## TO DO
In full and without alteration, write out the lines below.

(Dataset entries)
___
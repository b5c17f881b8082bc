//! Catalog discovery
//!
//! Reads the top-level listing page and returns its catalogs in document order.

use scraper::Html;
use tracing::{info, instrument, warn};
use url::Url;

use crate::catalog::Catalog;
use crate::extract::{Extractors, collapse_nbsp, element_text};
use crate::source::DocumentSource;

use super::HarvestError;

/// Fetch the listing at `listing_url` and return its catalogs.
///
/// A failed fetch is fatal for the run and comes back as
/// [`HarvestError::CatalogListing`].
#[instrument(skip(source, extractors, origin))]
pub async fn discover_catalogs<S>(
    source: &S,
    extractors: &Extractors,
    origin: &Url,
    listing_url: &str,
) -> Result<Vec<Catalog>, HarvestError>
where
    S: DocumentSource + ?Sized,
{
    let document = source
        .fetch(listing_url)
        .await
        .map_err(|source| HarvestError::CatalogListing {
            url: listing_url.to_string(),
            source,
        })?;

    let catalogs = parse_catalogs(&document.parse(), extractors, origin);
    if catalogs.is_empty() {
        warn!("No catalogs found on {}", listing_url);
    } else {
        info!("Found {} catalogs on {}", catalogs.len(), listing_url);
    }

    Ok(catalogs)
}

/// Extract catalog entries from a parsed listing page
pub fn parse_catalogs(document: &Html, extractors: &Extractors, origin: &Url) -> Vec<Catalog> {
    document
        .select(&extractors.catalog_link)
        .filter_map(|element| {
            let href = element.value().attr("href")?;
            match origin.join(href) {
                Ok(url) => Some(Catalog::new(
                    collapse_nbsp(element_text(element).trim()),
                    url.to_string(),
                )),
                Err(e) => {
                    warn!("Skipping catalog link '{}': {}", href, e);
                    None
                }
            }
        })
        .collect()
}
//! Error types for the harvest module

use crate::error::Error as CrateError;
use crate::extract::ExtractError;
use crate::source::FetchError;
use thiserror::Error;

/// Error type for harvest operations
#[derive(Debug, Error)]
pub enum HarvestError {
    /// The catalog listing could not be fetched; the run cannot continue
    #[error("Failed to load catalog listing {url}: {source}")]
    CatalogListing {
        /// Listing URL
        url: String,
        /// Underlying fetch failure
        #[source]
        source: FetchError,
    },

    /// A single page failed to load; the unit it belongs to is skipped
    #[error("Fetch error: {0}")]
    Fetch(#[from] FetchError),

    /// Selector compilation error
    #[error("Extract error: {0}")]
    Extract(#[from] ExtractError),

    /// The aggregator stopped listening before a producer finished
    #[error("Aggregator channel closed")]
    ChannelClosed,

    /// A spawned task could not be joined
    #[error("Task join error: {0}")]
    TaskJoin(String),

    /// Invalid harvest configuration
    #[error("Invalid configuration: {0}")]
    InvalidConfig(String),
}

impl HarvestError {
    /// Whether this error aborts the whole run
    pub fn is_fatal(&self) -> bool {
        matches!(
            self,
            Self::CatalogListing { .. } | Self::Extract(_) | Self::InvalidConfig(_)
        )
    }
}

impl From<HarvestError> for CrateError {
    fn from(err: HarvestError) -> Self {
        match err {
            HarvestError::Fetch(e) => e.into(),
            HarvestError::Extract(e) => e.into(),
            HarvestError::InvalidConfig(msg) => CrateError::Config(msg),
            _ => CrateError::Harvest(err.to_string()),
        }
    }
}

impl From<tokio::task::JoinError> for HarvestError {
    fn from(err: tokio::task::JoinError) -> Self {
        Self::TaskJoin(format!("Failed to join task: {}", err))
    }
}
___
## SOLUTION TO THE EXERCISE
repository b5c17f881b8082bc
//! Catalog discovery
//!
//! Reads the top-level listing page and returns its catalogs in document order.

use scraper::Html;
use tracing::{info, instrument, warn};
use url::Url;

use crate::catalog::Catalog;
use crate::extract::{Extractors, collapse_nbsp, element_text};
use crate::source::DocumentSource;

use super::HarvestError;

/// Fetch the listing at `listing_url` and return its catalogs.
///
/// A failed fetch is fatal for the run and comes back as
/// [`HarvestError::CatalogListing`].
#[instrument(skip(source, extractors, origin))]
pub async fn discover_catalogs<S>(
    source: &S,
    extractors: &Extractors,
    origin: &Url,
    listing_url: &str,
) -> Result<Vec<Catalog>, HarvestError>
where
    S: DocumentSource + ?Sized,
{
    let document = source
        .fetch(listing_url)
        .await
        .map_err(|source| HarvestError::CatalogListing {
            url: listing_url.to_string(),
            source,
        })?;

    let catalogs = parse_catalogs(&document.parse(), extractors, origin);
    if catalogs.is_empty() {
        warn!("No catalogs found on {}", listing_url);
    } else {
        info!("Found {} catalogs on {}", catalogs.len(), listing_url);
    }

    Ok(catalogs)
}

/// Extract catalog entries from a parsed listing page
pub fn parse_catalogs(document: &Html, extractors: &Extractors, origin: &Url) -> Vec<Catalog> {
    document
        .select(&extractors.catalog_link)
        .filter_map(|element| {
            let href = element.value().attr("href")?;
            match origin.join(href) {
                Ok(url) => Some(Catalog::new(
                    collapse_nbsp(element_text(element).trim()),
                    url.to_string(),
                )),
                Err(e) => {
                    warn!("Skipping catalog link '{}': {}", href, e);
                    None
                }
            }
        })
        .collect()
}
//! Error types for the harvest module

use crate::error::Error as CrateError;
use crate::extract::ExtractError;
use crate::source::FetchError;
use thiserror::Error;

/// Error type for harvest operations
#[derive(Debug, Error)]
pub enum HarvestError {
    /// The catalog listing could not be fetched; the run cannot continue
    #[error("Failed to load catalog listing {url}: {source}")]
    CatalogListing {
        /// Listing URL
        url: String,
        /// Underlying fetch failure
        #[source]
        source: FetchError,
    },

    /// A single page failed to load; the unit it belongs to is skipped
    #[error("Fetch error: {0}")]
    Fetch(#[from] FetchError),

    /// Selector compilation error
    #[error("Extract error: {0}")]
    Extract(#[from] ExtractError),

    /// The aggregator stopped listening before a producer finished
    #[error("Aggregator channel closed")]
    ChannelClosed,

    /// A spawned task could not be joined
    #[error("Task join error: {0}")]
    TaskJoin(String),

    /// Invalid harvest configuration
    #[error("Invalid configuration: {0}")]
    InvalidConfig(String),
}

impl HarvestError {
    /// Whether this error aborts the whole run
    pub fn is_fatal(&self) -> bool {
        matches!(
            self,
            Self::CatalogListing { .. } | Self::Extract(_) | Self::InvalidConfig(_)
        )
    }
}

impl From<HarvestError> for CrateError {
    fn from(err: HarvestError) -> Self {
        match err {
            HarvestError::Fetch(e) => e.into(),
            HarvestError::Extract(e) => e.into(),
            HarvestError::InvalidConfig(msg) => CrateError::Config(msg),
            _ => CrateError::Harvest(err.to_string()),
        }
    }
}

impl From<tokio::task::JoinError> for HarvestError {
    fn from(err: tokio::task::JoinError) -> Self {
        Self::TaskJoin(format!("Failed to join task: {}", err))
    }
}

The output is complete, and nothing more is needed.